Hunt for the word "Result" across the entries below, copying each line that holds it.
+++ Provided data
use anyhow::{Context, Result};
use serde::Deserialize;
use std::path::{Path, PathBuf};

#[derive(Debug, Deserialize, Clone)]
pub struct Config {
    pub db: DbConfig,
    #[serde(default)]
    pub ingest: IngestConfig,
    pub chunking: ChunkingConfig,
    #[serde(default)]
    pub reasoning: ReasoningConfig,
    #[serde(default)]
    pub embedding: EmbeddingConfig,
    #[serde(default)]
    pub orchestrator: OrchestratorConfig,
    #[serde(default)]
    pub retrieval: RetrievalConfig,
    #[serde(default)]
    pub server: ServerConfig,
}

#[derive(Debug, Deserialize, Clone)]
pub struct DbConfig {
    pub path: PathBuf,
}

#[derive(Debug, Deserialize, Clone)]
pub struct IngestConfig {
    /// Directory where the HTTP ingest endpoint stores uploaded bytes.
    #[serde(default = "default_inbox_dir")]
    pub inbox_dir: PathBuf,
    /// Globs applied when ingesting a directory.
    #[serde(default = "default_include_globs")]
    pub include_globs: Vec<String>,
}

impl Default for IngestConfig {
    fn default() -> Self {
        Self {
            inbox_dir: default_inbox_dir(),
            include_globs: default_include_globs(),
        }
    }
}

fn default_inbox_dir() -> PathBuf {
    PathBuf::from("./data/inbox")
}

fn default_include_globs() -> Vec<String> {
    vec![
        "**/*.pdf".to_string(),
        "**/*.docx".to_string(),
        "**/*.txt".to_string(),
        "**/*.md".to_string(),
    ]
}

#[derive(Debug, Deserialize, Clone)]
pub struct ChunkingConfig {
    /// Target token budget per chunk.
    pub target_tokens: usize,
    #[serde(default = "default_overlap")]
    pub overlap_tokens: usize,
}

fn default_overlap() -> usize {
    40
}

/// External reasoning capability used to propose semantic chunk boundaries.
#[derive(Debug, Deserialize, Clone)]
pub struct ReasoningConfig {
    #[serde(default = "default_provider")]
    pub provider: String,
    #[serde(default)]
    pub base_url: Option<String>,
    #[serde(default)]
    pub model: Option<String>,
    #[serde(default = "default_reasoning_timeout")]
    pub timeout_secs: u64,
    #[serde(default = "default_reasoning_retries")]
    pub max_retries: u32,
    #[serde(default = "default_reasoning_key_env")]
    pub api_key_env: String,
}

impl Default for ReasoningConfig {
    fn default() -> Self {
        Self {
            provider: default_provider(),
            base_url: None,
            model: None,
            timeout_secs: default_reasoning_timeout(),
            max_retries: default_reasoning_retries(),
            api_key_env: default_reasoning_key_env(),
        }
    }
}

impl ReasoningConfig {
    pub fn is_enabled(&self) -> bool {
        self.provider != "disabled"
    }
}

fn default_provider() -> String {
    "disabled".to_string()
}
fn default_reasoning_timeout() -> u64 {
    60
}
fn default_reasoning_retries() -> u32 {
    2
}
fn default_reasoning_key_env() -> String {
    "REASONING_API_KEY".to_string()
}

#[derive(Debug, Deserialize, Clone)]
pub struct EmbeddingConfig {
    #[serde(default = "default_provider")]
    pub provider: String,
    #[serde(default)]
    pub base_url: Option<String>,
    #[serde(default)]
    pub model: Option<String>,
    #[serde(default)]
    pub dims: Option<usize>,
    #[serde(default = "default_batch_size")]
    pub batch_size: usize,
    #[serde(default = "default_embed_retries")]
    pub max_retries: u32,
    #[serde(default = "default_embed_timeout")]
    pub timeout_secs: u64,
    #[serde(default = "default_embed_key_env")]
    pub api_key_env: String,
}

impl Default for EmbeddingConfig {
    fn default() -> Self {
        Self {
            provider: default_provider(),
            base_url: None,
            model: None,
            dims: None,
            batch_size: default_batch_size(),
            max_retries: default_embed_retries(),
            timeout_secs: default_embed_timeout(),
            api_key_env: default_embed_key_env(),
        }
    }
}

impl EmbeddingConfig {
    pub fn is_enabled(&self) -> bool {
        self.provider != "disabled"
    }
}

fn default_batch_size() -> usize {
    64
}
fn default_embed_retries() -> u32 {
    5
}
fn default_embed_timeout() -> u64 {
    30
}
fn default_embed_key_env() -> String {
    "EMBEDDING_API_KEY".to_string()
}

#[derive(Debug, Deserialize, Clone)]
pub struct OrchestratorConfig {
    /// Worker count. Defaults to memory_budget_mb / worker_memory_mb,
    /// clamped to [1, 2 x cores]. The pool is sized against memory first.
    #[serde(default)]
    pub workers: Option<usize>,
    #[serde(default = "default_memory_budget")]
    pub memory_budget_mb: u64,
    #[serde(default = "default_worker_memory")]
    pub worker_memory_mb: u64,
    /// System memory percentage that triggers admission throttling.
    #[serde(default = "default_soft_pct")]
    pub memory_soft_pct: u64,
    /// System memory percentage that requeues the in-flight document.
    #[serde(default = "default_hard_pct")]
    pub memory_hard_pct: u64,
    /// Wall-clock budget per document before it is treated as stalled.
    #[serde(default = "default_document_timeout")]
    pub document_timeout_secs: u64,
    /// Attempts before a requeued document becomes terminally failed.
    #[serde(default = "default_max_attempts")]
    pub max_attempts: i64,
}

impl Default for OrchestratorConfig {
    fn default() -> Self {
        Self {
            workers: None,
            memory_budget_mb: default_memory_budget(),
            worker_memory_mb: default_worker_memory(),
            memory_soft_pct: default_soft_pct(),
            memory_hard_pct: default_hard_pct(),
            document_timeout_secs: default_document_timeout(),
            max_attempts: default_max_attempts(),
        }
    }
}

impl OrchestratorConfig {
    pub fn effective_workers(&self) -> usize {
        if let Some(n) = self.workers {
            return n.max(1);
        }
        let by_memory = (self.memory_budget_mb / self.worker_memory_mb.max(1)) as usize;
        let cores = std::thread::available_parallelism()
            .map(|n| n.get())
            .unwrap_or(4);
        by_memory.clamp(1, cores * 2)
    }
}

fn default_memory_budget() -> u64 {
    4096
}
fn default_worker_memory() -> u64 {
    512
}
fn default_soft_pct() -> u64 {
    80
}
fn default_hard_pct() -> u64 {
    92
}
fn default_document_timeout() -> u64 {
    600
}
fn default_max_attempts() -> i64 {
    3
}

#[derive(Debug, Deserialize, Clone)]
pub struct RetrievalConfig {
    #[serde(default = "default_top_k")]
    pub top_k: usize,
    #[serde(default = "default_threshold")]
    pub similarity_threshold: f32,
    /// Token budget for the assembled answer context.
    #[serde(default = "default_context_tokens")]
    pub context_token_budget: usize,
}

impl Default for RetrievalConfig {
    fn default() -> Self {
        Self {
            top_k: default_top_k(),
            similarity_threshold: default_threshold(),
            context_token_budget: default_context_tokens(),
        }
    }
}

fn default_top_k() -> usize {
    8
}
fn default_threshold() -> f32 {
    0.6
}
fn default_context_tokens() -> usize {
    1800
}

#[derive(Debug, Deserialize, Clone)]
pub struct ServerConfig {
    #[serde(default = "default_bind")]
    pub bind: String,
}

impl Default for ServerConfig {
    fn default() -> Self {
        Self {
            bind: default_bind(),
        }
    }
}

fn default_bind() -> String {
    "127.0.0.1:7400".to_string()
}

pub fn load_config(path: &Path) -> Result<Config> {
    let content = std::fs::read_to_string(path)
        .with_context(|| format!("Failed to read config file: {}", path.display()))?;

    let config: Config = toml::from_str(&content).with_context(|| "Failed to parse config file")?;
    validate(&config)?;
    Ok(config)
}

fn validate(config: &Config) -> Result<()> {
    if config.chunking.target_tokens == 0 {
        anyhow::bail!("chunking.target_tokens must be > 0");
    }
    if config.chunking.overlap_tokens >= config.chunking.target_tokens {
        anyhow::bail!("chunking.overlap_tokens must be smaller than target_tokens");
    }

    if config.embedding.is_enabled() {
        if config.embedding.model.is_none() {
            anyhow::bail!(
                "embedding.model must be specified when provider is '{}'",
                config.embedding.provider
            );
        }
        if config.embedding.dims.is_none() || config.embedding.dims == Some(0) {
            anyhow::bail!(
                "embedding.dims must be > 0 when provider is '{}'",
                config.embedding.provider
            );
        }
        if config.embedding.base_url.is_none() {
            anyhow::bail!("embedding.base_url required when provider is enabled");
        }
    }
    match config.embedding.provider.as_str() {
        "disabled" | "http" => {}
        other => anyhow::bail!("Unknown embedding provider: '{}'. Must be disabled or http.", other),
    }

    if config.reasoning.is_enabled() {
        if config.reasoning.base_url.is_none() {
            anyhow::bail!("reasoning.base_url required when provider is enabled");
        }
        if config.reasoning.model.is_none() {
            anyhow::bail!("reasoning.model required when provider is enabled");
        }
    }
    match config.reasoning.provider.as_str() {
        "disabled" | "http" => {}
        other => anyhow::bail!("Unknown reasoning provider: '{}'. Must be disabled or http.", other),
    }

    if config.orchestrator.memory_soft_pct >= config.orchestrator.memory_hard_pct {
        anyhow::bail!("orchestrator.memory_soft_pct must be below memory_hard_pct");
    }
    if !(0.0..=1.0).contains(&config.retrieval.similarity_threshold) {
        anyhow::bail!("retrieval.similarity_threshold must be in [0.0, 1.0]");
    }
    if config.retrieval.top_k == 0 {
        anyhow::bail!("retrieval.top_k must be >= 1");
    }

    Ok(())
}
++++++
- **Exercise response**:
use anyhow::{Context, Result};
pub fn load_config(path: &Path) -> Result<Config> {
fn validate(config: &Config) -> Result<()> {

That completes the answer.